Jaroslav Langer was born on December 8, 1924 in Štěpánov near Olomouc. He grew up as the only son of his mother Anna, née Ramelt, and Josef Langer. Shortly after the wedding, his parents divorced and his mother took care of little Jaroslav herself. The witness spent his childhood mainly in Štěpánov in a small house and mainly on the street, where he belonged to a children’s party, in which Czech children mixed with German ones. He later joined the scout unit. From childhood, he played passionately football, and later hockey, and was versatile. From the summer of 1938 until the occupation of the Sudetenland he lived with his mother in Ráječko near Zábřeh, then they returned to Štěpánov. During World War II, he graduated from the Business Academy in Olomouc. On March 15, 1944, he received a call to work for the Reich. On April 1, he first took a train to Stuttgart, Germany, and later moved about 80 kilometres south to Tailfingen. During the total deployment, he and his friend Kvido Kolomazník took a trip to Constance, where they were detained by a German patrol and spent two days in prison.
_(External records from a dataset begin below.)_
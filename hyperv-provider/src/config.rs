//! Provider configuration.
//!
//! Read from an optional TOML file; command-line flags override individual values.

use hyperv_mgmt::{FreshSessions, JobTracker, ManagementTransport, PooledSessions, SessionProvider};
use serde::{Deserialize, Serialize};
use std::path::{Path, PathBuf};
use std::sync::Arc;
use std::time::Duration;
use thiserror::Error;

pub const DEFAULT_STATE_FILE: &str = "hyperv-sim.json";

#[derive(Debug, Error)]
pub enum ConfigError {
    #[error("failed to read {path}: {source}")]
    Io {
        path: PathBuf,
        #[source]
        source: std::io::Error,
    },

    #[error("failed to parse {path}: {source}")]
    Parse {
        path: PathBuf,
        #[source]
        source: toml::de::Error,
    },

    #[error("invalid configuration: {0}")]
    Invalid(String),
}

#[derive(Debug, Clone, PartialEq, Eq, Serialize, Deserialize)]
#[serde(default)]
pub struct ProviderConfig {
    /// Host to manage; empty for the local machine.
    pub host: String,
    pub poll_interval_ms: u64,
    /// Upper bound on waiting for a single job. Unbounded when unset.
    pub job_timeout_secs: Option<u64>,
    pub pool_sessions: bool,
    pub max_idle_sessions: usize,
    pub state_file: PathBuf,
}

impl Default for ProviderConfig {
    fn default() -> Self {
        Self {
            host: String::new(),
            poll_interval_ms: 500,
            job_timeout_secs: None,
            pool_sessions: false,
            max_idle_sessions: 4,
            state_file: PathBuf::from(DEFAULT_STATE_FILE),
        }
    }
}

impl ProviderConfig {
    pub fn from_toml_str(contents: &str, path: &Path) -> Result<Self, ConfigError> {
        let config: Self = toml::from_str(contents).map_err(|source| ConfigError::Parse {
            path: path.to_path_buf(),
            source,
        })?;
        config.validate()?;
        Ok(config)
    }

    pub async fn load(path: &Path) -> Result<Self, ConfigError> {
        let contents = tokio::fs::read_to_string(path).await.map_err(|source| ConfigError::Io {
            path: path.to_path_buf(),
            source,
        })?;
        Self::from_toml_str(&contents, path)
    }

    pub fn validate(&self) -> Result<(), ConfigError> {
        if self.poll_interval_ms == 0 {
            return Err(ConfigError::Invalid("poll_interval_ms must be greater than 0".into()));
        }
        if self.job_timeout_secs == Some(0) {
            return Err(ConfigError::Invalid("job_timeout_secs must be greater than 0".into()));
        }
        if self.pool_sessions && self.max_idle_sessions == 0 {
            return Err(ConfigError::Invalid(
                "max_idle_sessions must be greater than 0 when pooling".into(),
            ));
        }
        Ok(())
    }

    pub fn job_tracker(&self) -> JobTracker {
        JobTracker::new(
            Duration::from_millis(self.poll_interval_ms),
            self.job_timeout_secs.map(Duration::from_secs),
        )
    }

    pub fn session_provider(&self, transport: Arc<dyn ManagementTransport>) -> Arc<dyn SessionProvider> {
        if self.pool_sessions {
            Arc::new(PooledSessions::new(transport, self.max_idle_sessions))
        } else {
            Arc::new(FreshSessions::new(transport))
        }
    }
}

#[cfg(test)]
mod tests {
    use super::*;

    #[test]
    fn test_defaults() {
        let config = ProviderConfig::default();
        assert_eq!(config.poll_interval_ms, 500);
        assert_eq!(config.job_timeout_secs, None);
        assert!(!config.pool_sessions);

        let tracker = config.job_tracker();
        assert_eq!(tracker.poll_interval(), Duration::from_millis(500));
        assert_eq!(tracker.max_wait(), None);
    }

    #[test]
    fn test_partial_toml() {
        let config = ProviderConfig::from_toml_str(
            "host = \"hv-01\"\njob_timeout_secs = 600\npool_sessions = true\n",
            Path::new("provider.toml"),
        )
        .unwrap();
        assert_eq!(config.host, "hv-01");
        assert_eq!(config.job_timeout_secs, Some(600));
        assert!(config.pool_sessions);
        assert_eq!(config.poll_interval_ms, 500);
    }

    #[test]
    fn test_rejects_zero_interval() {
        let err = ProviderConfig::from_toml_str("poll_interval_ms = 0", Path::new("provider.toml")).unwrap_err();
        assert!(matches!(err, ConfigError::Invalid(_)));
    }

    #[test]
    fn test_rejects_bad_toml() {
        let err = ProviderConfig::from_toml_str("host = ", Path::new("provider.toml")).unwrap_err();
        assert!(matches!(err, ConfigError::Parse { .. }));
    }

    #[tokio::test]
    async fn test_load_from_file() {
        let dir = tempfile::tempdir().unwrap();
        let path = dir.path().join("provider.toml");
        tokio::fs::write(&path, "poll_interval_ms = 50\n").await.unwrap();

        let config = ProviderConfig::load(&path).await.unwrap();
        assert_eq!(config.poll_interval_ms, 50);

        let err = ProviderConfig::load(&dir.path().join("missing.toml")).await.unwrap_err();
        assert!(matches!(err, ConfigError::Io { .. }));
    }
}
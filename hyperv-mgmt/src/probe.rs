//! Existence probes: read-only lookups of a resource by identity.

use crate::error::Result;
use crate::query::Query;
use crate::session::{Instance, ManagementSession};
use tracing::debug;

/// Whether at least one object matches `query`.
pub async fn exists(session: &ManagementSession, query: &Query) -> Result<bool> {
    let found = session.query(query).await?;
    debug!(query = %query, matches = found.len(), "Existence probe");
    Ok(!found.is_empty())
}

/// First object matching `query`.
pub async fn find(session: &ManagementSession, query: &Query) -> Result<Option<Instance>> {
    Ok(session.query(query).await?.into_iter().next())
}

pub async fn find_all(session: &ManagementSession, query: &Query) -> Result<Vec<Instance>> {
    session.query(query).await
}
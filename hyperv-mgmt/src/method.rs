//! Typed parameter records for the management methods this crate invokes.
//!
//! Each record encodes itself into the generic parameter map exactly once, at
//! the session boundary.

use crate::handle::ObjectPath;
use crate::value::{EmbeddedObject, PropertyMap, Value};

/// A remote method together with its input parameters.
pub trait RemoteMethod: Send + Sync {
    const NAME: &'static str;

    fn encode(&self) -> PropertyMap;
}

fn params<const N: usize>(entries: [(&str, Value); N]) -> PropertyMap {
    entries.into_iter().map(|(k, v)| (k.to_string(), v)).collect()
}

/// `RequestedState` values accepted by `RequestStateChange`.
#[derive(Debug, Clone, Copy, PartialEq, Eq)]
pub enum RequestedState {
    Enabled,
    Disabled,
    ShutDown,
    Offline,
    Reboot,
    Reset,
    Pause,
    Resume,
}

impl RequestedState {
    pub fn code(&self) -> u16 {
        match self {
            RequestedState::Enabled => 2,
            RequestedState::Disabled => 3,
            RequestedState::ShutDown => 4,
            RequestedState::Offline => 6,
            RequestedState::Reboot => 10,
            RequestedState::Reset => 11,
            RequestedState::Pause => 32776,
            RequestedState::Resume => 32777,
        }
    }
}

/// Create a virtual system (machine or switch) from setting objects.
#[derive(Debug, Clone)]
pub struct DefineSystem {
    pub system_settings: EmbeddedObject,
    pub resource_settings: Vec<EmbeddedObject>,
    pub reference_configuration: Option<ObjectPath>,
}

impl RemoteMethod for DefineSystem {
    const NAME: &'static str = "DefineSystem";

    fn encode(&self) -> PropertyMap {
        let mut map = params([
            ("SystemSettings", self.system_settings.clone().into()),
            ("ResourceSettings", self.resource_settings.clone().into()),
        ]);
        if let Some(reference) = &self.reference_configuration {
            map.insert("ReferenceConfiguration".into(), reference.clone().into());
        }
        map
    }
}

#[derive(Debug, Clone)]
pub struct DestroySystem {
    pub affected_system: ObjectPath,
}

impl RemoteMethod for DestroySystem {
    const NAME: &'static str = "DestroySystem";

    fn encode(&self) -> PropertyMap {
        params([("AffectedSystem", self.affected_system.clone().into())])
    }
}

#[derive(Debug, Clone)]
pub struct ModifySystemSettings {
    pub system_settings: EmbeddedObject,
}

impl RemoteMethod for ModifySystemSettings {
    const NAME: &'static str = "ModifySystemSettings";

    fn encode(&self) -> PropertyMap {
        params([("SystemSettings", self.system_settings.clone().into())])
    }
}

#[derive(Debug, Clone)]
pub struct AddResourceSettings {
    pub affected_configuration: ObjectPath,
    pub resource_settings: Vec<EmbeddedObject>,
}

impl RemoteMethod for AddResourceSettings {
    const NAME: &'static str = "AddResourceSettings";

    fn encode(&self) -> PropertyMap {
        params([
            ("AffectedConfiguration", self.affected_configuration.clone().into()),
            ("ResourceSettings", self.resource_settings.clone().into()),
        ])
    }
}

#[derive(Debug, Clone)]
pub struct ModifyResourceSettings {
    pub resource_settings: Vec<EmbeddedObject>,
}

impl RemoteMethod for ModifyResourceSettings {
    const NAME: &'static str = "ModifyResourceSettings";

    fn encode(&self) -> PropertyMap {
        params([("ResourceSettings", self.resource_settings.clone().into())])
    }
}

#[derive(Debug, Clone)]
pub struct RemoveResourceSettings {
    pub resource_settings: Vec<ObjectPath>,
}

impl RemoteMethod for RemoveResourceSettings {
    const NAME: &'static str = "RemoveResourceSettings";

    fn encode(&self) -> PropertyMap {
        params([("ResourceSettings", self.resource_settings.clone().into())])
    }
}

#[derive(Debug, Clone)]
pub struct AddFeatureSettings {
    pub affected_configuration: ObjectPath,
    pub feature_settings: Vec<EmbeddedObject>,
}

impl RemoteMethod for AddFeatureSettings {
    const NAME: &'static str = "AddFeatureSettings";

    fn encode(&self) -> PropertyMap {
        params([
            ("AffectedConfiguration", self.affected_configuration.clone().into()),
            ("FeatureSettings", self.feature_settings.clone().into()),
        ])
    }
}

#[derive(Debug, Clone)]
pub struct ModifyFeatureSettings {
    pub feature_settings: Vec<EmbeddedObject>,
}

impl RemoteMethod for ModifyFeatureSettings {
    const NAME: &'static str = "ModifyFeatureSettings";

    fn encode(&self) -> PropertyMap {
        params([("FeatureSettings", self.feature_settings.clone().into())])
    }
}

#[derive(Debug, Clone)]
pub struct RemoveFeatureSettings {
    pub feature_settings: Vec<ObjectPath>,
}

impl RemoteMethod for RemoveFeatureSettings {
    const NAME: &'static str = "RemoveFeatureSettings";

    fn encode(&self) -> PropertyMap {
        params([("FeatureSettings", self.feature_settings.clone().into())])
    }
}

#[derive(Debug, Clone)]
pub struct SetGuestNetworkAdapterConfiguration {
    pub computer_system: ObjectPath,
    pub network_configuration: Vec<EmbeddedObject>,
}

impl RemoteMethod for SetGuestNetworkAdapterConfiguration {
    const NAME: &'static str = "SetGuestNetworkAdapterConfiguration";

    fn encode(&self) -> PropertyMap {
        params([
            ("ComputerSystem", self.computer_system.clone().into()),
            ("NetworkConfiguration", self.network_configuration.clone().into()),
        ])
    }
}

/// Invoked on a computer system rather than on a service.
#[derive(Debug, Clone)]
pub struct RequestStateChange {
    pub requested_state: RequestedState,
}

impl RemoteMethod for RequestStateChange {
    const NAME: &'static str = "RequestStateChange";

    fn encode(&self) -> PropertyMap {
        params([("RequestedState", self.requested_state.code().into())])
    }
}

#[derive(Debug, Clone)]
pub struct CreateVirtualHardDisk {
    pub settings: EmbeddedObject,
}

impl RemoteMethod for CreateVirtualHardDisk {
    const NAME: &'static str = "CreateVirtualHardDisk";

    fn encode(&self) -> PropertyMap {
        params([("VirtualDiskSettingData", self.settings.clone().into())])
    }
}

#[derive(Debug, Clone)]
pub struct GetVirtualHardDiskSettingData {
    pub path: String,
}

impl RemoteMethod for GetVirtualHardDiskSettingData {
    const NAME: &'static str = "GetVirtualHardDiskSettingData";

    fn encode(&self) -> PropertyMap {
        params([("Path", self.path.clone().into())])
    }
}

#[derive(Debug, Clone)]
pub struct ResizeVirtualHardDisk {
    pub path: String,
    pub max_internal_size: u64,
}

impl RemoteMethod for ResizeVirtualHardDisk {
    const NAME: &'static str = "ResizeVirtualHardDisk";

    fn encode(&self) -> PropertyMap {
        params([
            ("Path", self.path.clone().into()),
            ("MaxInternalSize", self.max_internal_size.into()),
        ])
    }
}

/// `CIM_DataFile.Delete`, invoked on the file object itself.
#[derive(Debug, Clone, Default)]
pub struct DeleteDataFile;

impl RemoteMethod for DeleteDataFile {
    const NAME: &'static str = "Delete";

    fn encode(&self) -> PropertyMap {
        PropertyMap::new()
    }
}

#[cfg(test)]
mod tests {
    use super::*;
    use crate::value::Properties;

    #[test]
    fn test_define_system_encoding() {
        let method = DefineSystem {
            system_settings: EmbeddedObject::new("Msvm_VirtualSystemSettingData").with("ElementName", "web-01"),
            resource_settings: vec![EmbeddedObject::new("Msvm_MemorySettingData").with("VirtualQuantity", 1024u64)],
            reference_configuration: None,
        };
        let map = method.encode();

        assert_eq!(map.len(), 2);
        let settings = map.get_object("SystemSettings").unwrap();
        assert_eq!(settings.get_str("ElementName"), Some("web-01"));
        assert!(matches!(map.get("ResourceSettings"), Some(Value::ObjectList(list)) if list.len() == 1));
    }

    #[test]
    fn test_request_state_change_encoding() {
        let map = RequestStateChange {
            requested_state: RequestedState::Disabled,
        }
        .encode();
        assert_eq!(map.get_u64("RequestedState"), Some(3));
        assert_eq!(RequestStateChange::NAME, "RequestStateChange");
    }
}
In August 1944, Jaroslav applied for leave in the protectorate and never returned to work in Germany. He experienced liberation under dramatic circumstances in Štěpánov. After the war, he completed basic military service in Olomouc and Brno and then worked as an accountant on the construction of the Vír dam. In 1951 he was called up from the reserve for an extraordinary exercise and later remained as a professional soldier with the Czechoslovak People’s Army (ČSLA). He worked, for example, as the head of a training group at a military college in Martin. Although he remained a non-member of the party for the rest of his life, he ended up in the army in 1980 with the rank of lieutenant colonel. In the 1980s, he managed to travel abroad several times - for example to Canada at the invitation of an old friend, whom he met during his work in Germany. In the last years of communism, the StB was also interested in his travels, as follows from the preserved archival material OB-1046 OV. The witness spent most of his life with his family in Brno, with his wife Ludmila, née Schäferová, raising two children. In 2021 he lived in Olomouc.